Carl Sagan's Contact is a good story. I think the main part of both the book and the film was highly believable. Everything about how we would handle a situation like this is very believable; the lack of trust between countries, the government trying to cover up the truth in the end, the religious aspect and how women are seen upon in the scientific - and man dominated - world.
The book focused much more on the breaking of the code (in the movie that part was done in about five minutes I think), and it was really interesting to read about how they were trying to solve it. If we would get a message from space for real I think it would be a real challenge to decode it, but I don't think the message would be coded by the sender deliberately to be hard to break. The challenge will instead be for us to recognize the message as a message at all. To separate it from all the other radio noise in space.

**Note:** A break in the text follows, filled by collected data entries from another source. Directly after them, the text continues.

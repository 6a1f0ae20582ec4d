use libgame::{config::LifeConfig, intent::Intent};
use winit::{
    event::{ElementState, MouseButton, WindowEvent},
    keyboard::{Key, ModifiersState, NamedKey},
};

/// Turns raw window events into game intents. Actions fire on release, the
/// way key-up and button-up work in most editors.
#[derive(Debug, Default)]
pub struct InputMapper {
    modifiers: ModifiersState,
}

impl InputMapper {
    pub fn map(
        &mut self,
        event: &WindowEvent,
        cursor: Option<[u32; 2]>,
        config: &LifeConfig,
    ) -> Option<Intent> {
        match event {
            WindowEvent::CloseRequested => Some(Intent::Quit),

            WindowEvent::ModifiersChanged(modifiers) => {
                self.modifiers = modifiers.state();
                None
            }

            WindowEvent::MouseInput {
                state: ElementState::Released,
                button: MouseButton::Left,
                ..
            } => cursor.map(|[x, y]| Intent::ToggleAt { x, y }),

            WindowEvent::KeyboardInput { event, .. } if event.state == ElementState::Released => {
                key_intent(&event.logical_key, self.modifiers.control_key(), config)
            }

            _ => None,
        }
    }
}

pub fn key_intent(key: &Key, ctrl: bool, config: &LifeConfig) -> Option<Intent> {
    let tempo_step = config.tempo_step as i64;

    match key {
        Key::Character(c) if c.eq_ignore_ascii_case("s") => Some(if ctrl {
            Intent::Save(config.save_path.clone())
        } else {
            Intent::StepOnce
        }),
        Key::Character(c) if ctrl && c.eq_ignore_ascii_case("l") => {
            Some(Intent::Load(config.save_path.clone()))
        }
        Key::Character(c) if c.eq_ignore_ascii_case("r") => Some(Intent::Reset),
        Key::Named(NamedKey::Space) => Some(Intent::TogglePlay),
        // Left slows the simulation down, right speeds it up.
        Key::Named(NamedKey::ArrowLeft) => Some(Intent::AdjustTempo(tempo_step)),
        Key::Named(NamedKey::ArrowRight) => Some(Intent::AdjustTempo(-tempo_step)),
        _ => None,
    }
}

What I don't find so believable about the story is the thing about traveling in space through worm holes. I think it is strange - and that he totally ruins the story - when Sagan suggests that it would be possible. Even if it even would be the case that worm holes do exist - I know many scientists have written lots on this - I just can't believe a human or anything organic could survive passing through them. I think it is equal to suggesting we can travel through a brick wall - like it's done at the railwaystation in the Harry Potter books! J.K Rowling may get away with it but not Carl Sagan!
The book and the film's concept up to that point when the journey starts is really believable but it would not have been necessary to go past the point when they (just Ellie in the movie) go away in the machine. I think it would have been better if both the book and the movie had ended right there and left us wondering. Just like the 70's movie Close encounters of the third kind did.